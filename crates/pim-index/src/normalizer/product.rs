use pim_core::{Product, ProductCompletenesses};
use serde_json::{json, Value};

use super::ValueCollectionNormalizer;
use crate::IndexError;

/// Builds the whole document stored for a product:
/// `identifier`, `family`, `completeness` (`{channel: {locale: ratio}}`)
/// and `values`.
#[derive(Default)]
pub struct ProductIndexNormalizer {
    values: ValueCollectionNormalizer,
}

impl ProductIndexNormalizer {
    #[must_use]
    pub fn new(values: ValueCollectionNormalizer) -> Self {
        Self { values }
    }

    /// # Errors
    ///
    /// Propagates the first [`IndexError`] raised while normalizing values.
    pub fn normalize(
        &self,
        product: &Product,
        completenesses: &ProductCompletenesses,
    ) -> Result<Value, IndexError> {
        let values = self.values.normalize(product.values())?;

        Ok(json!({
            "identifier": product.identifier,
            "family": product.family_code(),
            "completeness": completenesses.ratios(),
            "values": values,
        }))
    }
}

========================================================================

- _What the task asks_
Each line above should appear again, reproduced exactly.

- _Reply to the exercise_
filename crates/pim-index/src/normalizer/product.rs
use pim_core::{Product, ProductCompletenesses};
use serde_json::{json, Value};

use super::ValueCollectionNormalizer;
use crate::IndexError;

/// Builds the whole document stored for a product:
/// `identifier`, `family`, `completeness` (`{channel: {locale: ratio}}`)
/// and `values`.
#[derive(Default)]
pub struct ProductIndexNormalizer {
    values: ValueCollectionNormalizer,
}

impl ProductIndexNormalizer {
    #[must_use]
    pub fn new(values: ValueCollectionNormalizer) -> Self {
        Self { values }
    }

    /// # Errors
    ///
    /// Propagates the first [`IndexError`] raised while normalizing values.
    pub fn normalize(
        &self,
        product: &Product,
        completenesses: &ProductCompletenesses,
    ) -> Result<Value, IndexError> {
        let values = self.values.normalize(product.values())?;

        Ok(json!({
            "identifier": product.identifier,
            "family": product.family_code(),
            "completeness": completenesses.ratios(),
            "values": values,
        }))
    }
}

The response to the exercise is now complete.